Collected data:
=-=-=
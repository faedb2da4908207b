//! Possession state machine module
//!
//! Converts the noisy/intermittent distance stream from the ToF sensor into a
//! stable three-state possession signal for the currently tracked game piece.
//! Transitions are latched: a single far (or offline) sample while idle, or a
//! single near sample while holding, is enough to move state, but an offline
//! sample never changes state at all.

// ---------------------------------------------------------------------------
// MODULES
// ---------------------------------------------------------------------------

mod params;
mod state;

// ---------------------------------------------------------------------------
// IMPORTS
// ---------------------------------------------------------------------------

// Internal
pub use params::*;
pub use state::*;

// ---------------------------------------------------------------------------
// ENUMERATIONS
// ---------------------------------------------------------------------------

/// Possible errors that can occur during Possession operation.
///
/// Possession processing has no failure modes of its own, the enum is
/// uninhabited.
#[derive(Debug, thiserror::Error)]
pub enum PossessionError {}
//! # Simulated intake equipment
//!
//! Provides simulated roller motors and a simulated ToF sensor so the
//! executable can run without robot hardware. The simulated sensor reading is
//! driven from TC scripts via `Tc::SimSetDistanceMm`.

// ------------------------------------------------------------------------------------------------
// IMPORTS
// ------------------------------------------------------------------------------------------------

// External
use log::trace;

// Internal
use eqpt_if::eqpt::roller::{MotorDriver, MotorError};
use eqpt_if::eqpt::tof::{DistanceSample, DistanceSensor, TofError};
use util::maths;

// ------------------------------------------------------------------------------------------------
// DATA STRUCTURES
// ------------------------------------------------------------------------------------------------

/// A simulated roller motor controller.
pub struct SimMotor {
    name: &'static str,
    velocity: f64,
    released: bool,
}

/// A simulated time of flight sensor.
///
/// Starts offline and reports whatever reading was last injected.
pub struct SimTofSensor {
    distance: DistanceSample,
    released: bool,
}

// ------------------------------------------------------------------------------------------------
// IMPLS
// ------------------------------------------------------------------------------------------------

impl SimMotor {
    pub fn new(name: &'static str) -> Self {
        SimMotor {
            name,
            velocity: 0.0,
            released: false,
        }
    }
}

impl MotorDriver for SimMotor {
    fn set_velocity(&mut self, velocity: f64) {
        // Real motor controllers saturate at full duty, model that here
        self.velocity = maths::clamp(&velocity, &-1.0, &1.0);
        trace!("SimMotor {} commanded to {:.2}", self.name, self.velocity);
    }

    fn current_velocity(&self) -> f64 {
        self.velocity
    }

    fn release(&mut self) -> Result<(), MotorError> {
        if !self.released {
            trace!("SimMotor {} released", self.name);
        }
        self.released = true;
        Ok(())
    }
}

impl SimTofSensor {
    pub fn new() -> Self {
        SimTofSensor {
            distance: DistanceSample::offline(),
            released: false,
        }
    }

    /// Inject a new sensor reading.
    pub fn set_distance_mm(&mut self, mm: i32) {
        self.distance = DistanceSample(mm);
    }
}

impl DistanceSensor for SimTofSensor {
    fn read_distance_mm(&mut self) -> DistanceSample {
        // A released sensor can no longer produce an echo
        if self.released {
            DistanceSample::offline()
        }
        else {
            self.distance
        }
    }

    fn release(&mut self) -> Result<(), TofError> {
        self.released = true;
        Ok(())
    }
}

// ------------------------------------------------------------------------------------------------
// TESTS
// ------------------------------------------------------------------------------------------------

#[cfg(test)]
mod test {
    use super::*;

    #[test]
    fn test_sim_motor_clamps() {
        let mut m = SimMotor::new("test");

        m.set_velocity(2.0);
        assert_eq!(m.current_velocity(), 1.0);

        m.set_velocity(-2.0);
        assert_eq!(m.current_velocity(), -1.0);

        m.set_velocity(0.55);
        assert_eq!(m.current_velocity(), 0.55);
    }

    #[test]
    fn test_sim_tof_starts_offline() {
        let mut s = SimTofSensor::new();

        assert!(!s.read_distance_mm().online());

        s.set_distance_mm(300);
        assert_eq!(s.read_distance_mm(), DistanceSample(300));
    }

    #[test]
    fn test_sim_tof_release_goes_offline() {
        let mut s = SimTofSensor::new();

        s.set_distance_mm(300);
        s.release().unwrap();
        assert!(!s.read_distance_mm().online());

        // Release is idempotent
        s.release().unwrap();
    }
}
=-=-=
Your answer should be all lines from the data that contain "MotorDriver".

use eqpt_if::eqpt::roller::{MotorDriver, MotorError};
impl MotorDriver for SimMotor {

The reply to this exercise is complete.